Data: 27 Gennaio 2010
Autore: Primarosa Pia



E tutti pensiamo al film con Sordi e Verdone, alle vite di quel padre e di quel figlio, per un lungo tratto parallele, che improvvisamente sembrano convergere per tornare a distanziarsi, forse a divergere all’infinito…
Credo che anch’io, nel 1963, a undici anni, quando papà ha caricato tutta la famiglia sul pulmino cui la zia Albertina aveva cucito le tendine a fiori ai finestrini, vivessi in un mondo molto lontano da quello in cui viveva e aveva vissuto papà. La fragile biondina, bravissima a scuola, aveva già letto molti libri, ma nella sua testa non riusciva a farsi spazio una realtà, un macigno di cui sentiva parlare da sempre e che aveva un nome alle sue orecchie spaventoso: Mauthausen.
Niente mostri giapponesi alla tv, mamma tric-trac e pulcino ballerino… ma quei libri, piccoli, pochi, con quelle foto di scheletri con gli occhi sbarrati, che mamma e papà a volte sfogliavano e che mamma doveva tenere rinchiusi perché mi rifiutavo anche di entrare nelle stanze dove erano custoditi… forse ero bravissima a scuola.. chissà.. ma non avevo capito che quelle foto mi riguardavano, che riguardavano la mia stessa carne da quando ero nata… o forse lo avevo capito troppo bene…
L’unico, grande ricordo che ho di quel viaggio è la paura.
Non so quanto se ne rendesse conto il papà, sicuramente ancora alle prese con ferite e fantasmi ben più grandi dei miei, la mamma capiva, certamente, ma anche lei e zia Albertina vivevano la loro tragedia personale, ripercorrendo i passi di quel fratello giocherellone, non ancora diciottenne diventato scheletro prima di morire e finire nel vento…
Lele era troppo piccolo, Vitto esorcizzava facendo fotografie, io non ricordo cosa raccontava papà, ricordo quella fortezza grigia nella quale lui a me sembrava muoversi con indifferenza, come un estraneo, le baracche sporche, i sotterranei dove i muri, tutti, erano completamente ricoperti da scritte, migliaia, diverse per lingua, grafia, colore, ma quasi tutte brevi.
Avevo capito bene che erano il grido di dolore di un’umanità sofferente, ma non potevano riguardare me, perché poi?
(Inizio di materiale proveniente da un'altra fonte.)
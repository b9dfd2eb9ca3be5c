use crate::utils::error::{ProxyError, Result};
use std::collections::HashSet;
use url::Url;

pub trait Validate {
    fn validate(&self) -> Result<()>;
}

pub fn validate_url(field_name: &str, url_str: &str) -> Result<()> {
    if url_str.is_empty() {
        return Err(ProxyError::InvalidConfigValueError {
            field: field_name.to_string(),
            value: url_str.to_string(),
            reason: "URL cannot be empty".to_string(),
        });
    }

    match Url::parse(url_str) {
        Ok(url) => match url.scheme() {
            "http" | "https" => Ok(()),
            scheme => Err(ProxyError::InvalidConfigValueError {
                field: field_name.to_string(),
                value: url_str.to_string(),
                reason: format!("Unsupported URL scheme: {}", scheme),
            }),
        },
        Err(e) => Err(ProxyError::InvalidConfigValueError {
            field: field_name.to_string(),
            value: url_str.to_string(),
            reason: format!("Invalid URL format: {}", e),
        }),
    }
}

pub fn validate_non_empty_string(field_name: &str, value: &str) -> Result<()> {
    if value.trim().is_empty() {
        return Err(ProxyError::InvalidConfigValueError {
            field: field_name.to_string(),
            value: value.to_string(),
            reason: "Value cannot be empty or whitespace-only".to_string(),
        });
    }
    Ok(())
}

pub fn validate_range<T: PartialOrd + std::fmt::Display + Copy>(
    field_name: &str,
    value: T,
    min: T,
    max: T,
) -> Result<()> {
    if value < min || value > max {
        return Err(ProxyError::InvalidConfigValueError {
            field: field_name.to_string(),
            value: value.to_string(),
            reason: format!("Value must be between {} and {}", min, max),
        });
    }
    Ok(())
}

/// 需要從回應刪除的欄位名稱：不可為空、不可重複
pub fn validate_field_names(field_name: &str, names: &[String]) -> Result<()> {
    let mut seen = HashSet::new();

    for name in names {
        validate_non_empty_string(field_name, name)?;

        if !seen.insert(name.as_str()) {
            return Err(ProxyError::InvalidConfigValueError {
                field: field_name.to_string(),
                value: name.clone(),
                reason: "Duplicate field name".to_string(),
            });
        }
    }

    Ok(())
}
// Domain layer: core models and ports (interfaces). No external dependencies beyond std/serde when needed.

pub mod model;
pub mod ports;
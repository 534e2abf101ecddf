use eh1::spi::Operation;

/// BMP280 bus.
#[derive(Debug)]
pub struct Bmp280Bus<SPI> {
    spi: SPI,
}

/// SPI mode for the BMP280.
///
/// The BMP280 also supports mode 3.
pub const MODE: eh1::spi::Mode = eh1::spi::MODE_0;

impl<SPI> Bmp280Bus<SPI> {
    /// Creates a new `Bmp280Bus` from a SPI device.
    ///
    /// # Example
    ///
    /// ```
    /// # let spi: ehm::eh1::spi::Mock<u8> = ehm::eh1::spi::Mock::new(&[]);
    /// use bmp280_multibus::spi1::Bmp280Bus;
    ///
    /// let bmp: Bmp280Bus<_> = Bmp280Bus::new(spi);
    /// # bmp.free().done();
    /// ```
    #[inline]
    pub fn new(spi: SPI) -> Self {
        Bmp280Bus { spi }
    }

    /// Free the SPI device from the BMP280.
    ///
    /// # Example
    ///
    /// ```
    /// # let spi: ehm::eh1::spi::Mock<u8> = ehm::eh1::spi::Mock::new(&[]);
    /// use bmp280_multibus::spi1::Bmp280Bus;
    ///
    /// let bmp: Bmp280Bus<_> = Bmp280Bus::new(spi);
    /// let mut spi = bmp.free();
    /// # spi.done();
    /// ```
    #[inline]
    pub fn free(self) -> SPI {
        self.spi
    }
}

impl<SPI, E> crate::Bmp280Bus for Bmp280Bus<SPI>
where
    SPI: eh1::spi::SpiDevice<Error = E>,
{
    type Error = E;

    fn exchange(&mut self, cmd: &[u8], buf: &mut [u8]) -> Result<(), Self::Error> {
        if buf.is_empty() {
            self.spi.transaction(&mut [Operation::Write(cmd)])
        } else {
            self.spi
                .transaction(&mut [Operation::Write(cmd), Operation::Read(buf)])
        }
    }
}

#[cfg(feature = "async")]
impl<SPI, E> crate::Bmp280BusAsync for Bmp280Bus<SPI>
where
    SPI: eha1::spi::SpiDevice<Error = E>,
{
    type Error = E;

    async fn exchange(&mut self, cmd: &[u8], buf: &mut [u8]) -> Result<(), Self::Error> {
        if buf.is_empty() {
            self.spi.transaction(&mut [Operation::Write(cmd)]).await
        } else {
            self.spi
                .transaction(&mut [Operation::Write(cmd), Operation::Read(buf)])
                .await
        }
    }
}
Che ci facevo in quel posto così orribile?
Ci sono uscita con gli occhi chiusi, per non vedere la foto, l’unica, appesa all’interno del portone d’ingresso: un viso ritratto in primo piano, ossa sporgenti e immensi occhi, più eloquenti di qualsiasi verbo.
Gusen era un grande prato, un paio di case costruite da poco, lo scheletro del crematorio, qualche baracca in muratura.. e stava scendendo il buio, nemico di molti bambini e soprattutto delle fragili bambine bionde…
Quanti di voi, che non siano i superstiti che sappiamo, hanno dormito in un albergo con vista sul forno crematorio di un Lager?
Quella notte il mio lettino a quadrettini bianchi e blu è rimasto vuoto, stretta a zia Albertina, nel suo letto col piumino a quadrettini bianchi e rossi forse ho dormito, forse no.
Sono passati quarant’anni prima che trovassi la forza di tornarci.
Siamo in gruppo, ma sono sicura che lui pensa solo a me, e io solo a lui.
Per lunghi anni ha cercato in ogni modo di coinvolgermi: mi ha proposto libri, mi ha raccontato i sui incontri con gli amici ex deportati come lui, si è portato più volte i miei figli nei pellegrinaggi, e alla fine, come sempre, ha raggiunto lo scopo: ha scritto la sua storia e me l’ha affidata. Non ai mie fratelli, proprio a me.
L’ho letta trascrivendola, l’ho vissuta trascrivendola, cercando vie d’uscita tutte mie e qualche volta trovandole, poi ho capito, ho capito quello che ora cerco di far capire a chi parla con me dell’argomento che mi sta riempiendo la vita: hanno ragione loro, non è fuggendo che si vincono le paure, è affrontandole, per tanto grosse che possano sembrarci.
Il secondo viaggio che ho fatto con lui, dopo quarant’anni dal primo, è stato un impegno reciproco a controllare le nostre emozioni, lo stesso pudore vissuto recentemente quando mamma se ne è andata, ma non le nostre tensioni di sempre. Non essere soli è servito, nessuno come me conosce la sua ansia di trasmettere ai giovani, oltre ai grandi principi della non violenza, quelli della tenacia e dell’amore per la vita, e so che il poterlo fare, ascoltato, è una molla che in un certo senso gli fa sentire quasi “accettabile” il prezzo che ha pagato in quei posti di morte, e questo pensiero mi rasserena.